(Records from a collection)

>>>

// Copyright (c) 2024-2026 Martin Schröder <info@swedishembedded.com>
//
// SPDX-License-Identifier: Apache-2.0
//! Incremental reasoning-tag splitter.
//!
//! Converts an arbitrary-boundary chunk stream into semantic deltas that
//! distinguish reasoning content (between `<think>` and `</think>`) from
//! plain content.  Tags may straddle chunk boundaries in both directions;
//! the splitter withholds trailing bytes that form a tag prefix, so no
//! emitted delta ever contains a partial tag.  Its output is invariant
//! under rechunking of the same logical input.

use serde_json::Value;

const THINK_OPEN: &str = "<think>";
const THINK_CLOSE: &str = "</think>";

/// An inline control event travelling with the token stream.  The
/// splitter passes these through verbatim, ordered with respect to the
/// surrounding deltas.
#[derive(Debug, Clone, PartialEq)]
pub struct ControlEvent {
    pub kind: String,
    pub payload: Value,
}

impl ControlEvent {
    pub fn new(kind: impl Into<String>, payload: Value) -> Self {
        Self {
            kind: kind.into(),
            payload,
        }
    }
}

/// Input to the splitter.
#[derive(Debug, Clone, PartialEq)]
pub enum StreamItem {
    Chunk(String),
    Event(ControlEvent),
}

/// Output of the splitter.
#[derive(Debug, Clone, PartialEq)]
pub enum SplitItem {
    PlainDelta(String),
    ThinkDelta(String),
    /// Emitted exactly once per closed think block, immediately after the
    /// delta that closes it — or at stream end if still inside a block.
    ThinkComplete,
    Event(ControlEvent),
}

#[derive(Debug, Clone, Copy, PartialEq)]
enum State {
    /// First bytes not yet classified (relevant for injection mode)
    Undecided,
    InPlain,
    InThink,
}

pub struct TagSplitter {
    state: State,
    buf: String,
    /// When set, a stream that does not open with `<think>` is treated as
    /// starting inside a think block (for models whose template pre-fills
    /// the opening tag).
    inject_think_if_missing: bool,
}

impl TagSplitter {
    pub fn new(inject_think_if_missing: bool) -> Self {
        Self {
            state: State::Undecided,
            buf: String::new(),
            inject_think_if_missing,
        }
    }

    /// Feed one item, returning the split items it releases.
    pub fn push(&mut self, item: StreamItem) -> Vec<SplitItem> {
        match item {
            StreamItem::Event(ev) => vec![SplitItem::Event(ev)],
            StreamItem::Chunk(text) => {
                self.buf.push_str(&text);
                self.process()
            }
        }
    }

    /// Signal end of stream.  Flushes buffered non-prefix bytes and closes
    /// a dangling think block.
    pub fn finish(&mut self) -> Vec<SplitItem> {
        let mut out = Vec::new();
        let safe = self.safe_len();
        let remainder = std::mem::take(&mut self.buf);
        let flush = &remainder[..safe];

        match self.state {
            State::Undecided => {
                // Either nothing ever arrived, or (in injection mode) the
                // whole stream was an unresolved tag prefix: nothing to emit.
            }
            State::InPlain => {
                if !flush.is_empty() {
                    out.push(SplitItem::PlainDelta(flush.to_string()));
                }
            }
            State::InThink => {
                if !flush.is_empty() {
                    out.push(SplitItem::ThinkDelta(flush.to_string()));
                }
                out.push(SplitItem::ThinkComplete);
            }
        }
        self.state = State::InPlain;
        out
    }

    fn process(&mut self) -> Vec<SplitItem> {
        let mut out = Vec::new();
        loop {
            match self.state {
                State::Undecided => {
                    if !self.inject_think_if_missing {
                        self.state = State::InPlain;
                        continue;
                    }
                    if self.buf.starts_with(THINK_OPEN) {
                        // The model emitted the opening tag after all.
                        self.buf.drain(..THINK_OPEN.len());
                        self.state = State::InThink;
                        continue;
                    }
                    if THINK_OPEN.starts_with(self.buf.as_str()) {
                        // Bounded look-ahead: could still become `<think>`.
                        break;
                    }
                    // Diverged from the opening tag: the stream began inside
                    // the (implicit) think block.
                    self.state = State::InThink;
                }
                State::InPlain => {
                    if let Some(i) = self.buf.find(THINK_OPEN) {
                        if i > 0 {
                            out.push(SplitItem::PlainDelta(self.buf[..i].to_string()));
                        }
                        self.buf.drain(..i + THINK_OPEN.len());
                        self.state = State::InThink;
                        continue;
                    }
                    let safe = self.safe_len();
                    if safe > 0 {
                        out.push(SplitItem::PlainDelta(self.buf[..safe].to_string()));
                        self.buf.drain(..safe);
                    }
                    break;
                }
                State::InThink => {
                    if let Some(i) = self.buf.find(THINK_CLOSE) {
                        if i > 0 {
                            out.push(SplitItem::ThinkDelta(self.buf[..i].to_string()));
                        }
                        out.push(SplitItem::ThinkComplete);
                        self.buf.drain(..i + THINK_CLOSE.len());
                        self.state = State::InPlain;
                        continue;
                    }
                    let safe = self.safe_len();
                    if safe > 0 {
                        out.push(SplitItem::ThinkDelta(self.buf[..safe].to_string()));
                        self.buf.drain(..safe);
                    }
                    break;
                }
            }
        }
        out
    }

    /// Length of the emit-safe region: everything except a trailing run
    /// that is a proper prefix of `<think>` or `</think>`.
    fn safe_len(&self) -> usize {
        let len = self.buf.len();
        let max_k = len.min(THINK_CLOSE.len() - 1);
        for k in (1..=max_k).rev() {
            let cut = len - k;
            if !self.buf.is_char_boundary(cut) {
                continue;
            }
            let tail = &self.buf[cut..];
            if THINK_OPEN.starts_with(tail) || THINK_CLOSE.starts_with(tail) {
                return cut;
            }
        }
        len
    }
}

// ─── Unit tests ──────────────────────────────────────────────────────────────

<<<

◆ **WHAT IS NEEDED**:
An exact transcription of all the entries is needed.

◆ **RESPONSE**:
// Copyright (c) 2024-2026 Martin Schröder <info@swedishembedded.com>
//
// SPDX-License-Identifier: Apache-2.0
//! Incremental reasoning-tag splitter.
//!
//! Converts an arbitrary-boundary chunk stream into semantic deltas that
//! distinguish reasoning content (between `<think>` and `</think>`) from
//! plain content.  Tags may straddle chunk boundaries in both directions;
//! the splitter withholds trailing bytes that form a tag prefix, so no
//! emitted delta ever contains a partial tag.  Its output is invariant
//! under rechunking of the same logical input.

use serde_json::Value;

const THINK_OPEN: &str = "<think>";
const THINK_CLOSE: &str = "</think>";

/// An inline control event travelling with the token stream.  The
/// splitter passes these through verbatim, ordered with respect to the
/// surrounding deltas.
#[derive(Debug, Clone, PartialEq)]
pub struct ControlEvent {
    pub kind: String,
    pub payload: Value,
}

impl ControlEvent {
    pub fn new(kind: impl Into<String>, payload: Value) -> Self {
        Self {
            kind: kind.into(),
            payload,
        }
    }
}

/// Input to the splitter.
#[derive(Debug, Clone, PartialEq)]
pub enum StreamItem {
    Chunk(String),
    Event(ControlEvent),
}

/// Output of the splitter.
#[derive(Debug, Clone, PartialEq)]
pub enum SplitItem {
    PlainDelta(String),
    ThinkDelta(String),
    /// Emitted exactly once per closed think block, immediately after the
    /// delta that closes it — or at stream end if still inside a block.
    ThinkComplete,
    Event(ControlEvent),
}

#[derive(Debug, Clone, Copy, PartialEq)]
enum State {
    /// First bytes not yet classified (relevant for injection mode)
    Undecided,
    InPlain,
    InThink,
}

pub struct TagSplitter {
    state: State,
    buf: String,
    /// When set, a stream that does not open with `<think>` is treated as
    /// starting inside a think block (for models whose template pre-fills
    /// the opening tag).
    inject_think_if_missing: bool,
}

impl TagSplitter {
    pub fn new(inject_think_if_missing: bool) -> Self {
        Self {
            state: State::Undecided,
            buf: String::new(),
            inject_think_if_missing,
        }
    }

    /// Feed one item, returning the split items it releases.
    pub fn push(&mut self, item: StreamItem) -> Vec<SplitItem> {
        match item {
            StreamItem::Event(ev) => vec![SplitItem::Event(ev)],
            StreamItem::Chunk(text) => {
                self.buf.push_str(&text);
                self.process()
            }
        }
    }

    /// Signal end of stream.  Flushes buffered non-prefix bytes and closes
    /// a dangling think block.
    pub fn finish(&mut self) -> Vec<SplitItem> {
        let mut out = Vec::new();
        let safe = self.safe_len();
        let remainder = std::mem::take(&mut self.buf);
        let flush = &remainder[..safe];

        match self.state {
            State::Undecided => {
                // Either nothing ever arrived, or (in injection mode) the
                // whole stream was an unresolved tag prefix: nothing to emit.
            }
            State::InPlain => {
                if !flush.is_empty() {
                    out.push(SplitItem::PlainDelta(flush.to_string()));
                }
            }
            State::InThink => {
                if !flush.is_empty() {
                    out.push(SplitItem::ThinkDelta(flush.to_string()));
                }
                out.push(SplitItem::ThinkComplete);
            }
        }
        self.state = State::InPlain;
        out
    }

    fn process(&mut self) -> Vec<SplitItem> {
        let mut out = Vec::new();
        loop {
            match self.state {
                State::Undecided => {
                    if !self.inject_think_if_missing {
                        self.state = State::InPlain;
                        continue;
                    }
                    if self.buf.starts_with(THINK_OPEN) {
                        // The model emitted the opening tag after all.
                        self.buf.drain(..THINK_OPEN.len());
                        self.state = State::InThink;
                        continue;
                    }
                    if THINK_OPEN.starts_with(self.buf.as_str()) {
                        // Bounded look-ahead: could still become `<think>`.
                        break;
                    }
                    // Diverged from the opening tag: the stream began inside
                    // the (implicit) think block.
                    self.state = State::InThink;
                }
                State::InPlain => {
                    if let Some(i) = self.buf.find(THINK_OPEN) {
                        if i > 0 {
                            out.push(SplitItem::PlainDelta(self.buf[..i].to_string()));
                        }
                        self.buf.drain(..i + THINK_OPEN.len());
                        self.state = State::InThink;
                        continue;
                    }
                    let safe = self.safe_len();
                    if safe > 0 {
                        out.push(SplitItem::PlainDelta(self.buf[..safe].to_string()));
                        self.buf.drain(..safe);
                    }
                    break;
                }
                State::InThink => {
                    if let Some(i) = self.buf.find(THINK_CLOSE) {
                        if i > 0 {
                            out.push(SplitItem::ThinkDelta(self.buf[..i].to_string()));
                        }
                        out.push(SplitItem::ThinkComplete);
                        self.buf.drain(..i + THINK_CLOSE.len());
                        self.state = State::InPlain;
                        continue;
                    }
                    let safe = self.safe_len();
                    if safe > 0 {
                        out.push(SplitItem::ThinkDelta(self.buf[..safe].to_string()));
                        self.buf.drain(..safe);
                    }
                    break;
                }
            }
        }
        out
    }

    /// Length of the emit-safe region: everything except a trailing run
    /// that is a proper prefix of `<think>` or `</think>`.
    fn safe_len(&self) -> usize {
        let len = self.buf.len();
        let max_k = len.min(THINK_CLOSE.len() - 1);
        for k in (1..=max_k).rev() {
            let cut = len - k;
            if !self.buf.is_char_boundary(cut) {
                continue;
            }
            let tail = &self.buf[cut..];
            if THINK_OPEN.starts_with(tail) || THINK_CLOSE.starts_with(tail) {
                return cut;
            }
        }
        len
    }
}

// ─── Unit tests ──────────────────────────────────────────────────────────────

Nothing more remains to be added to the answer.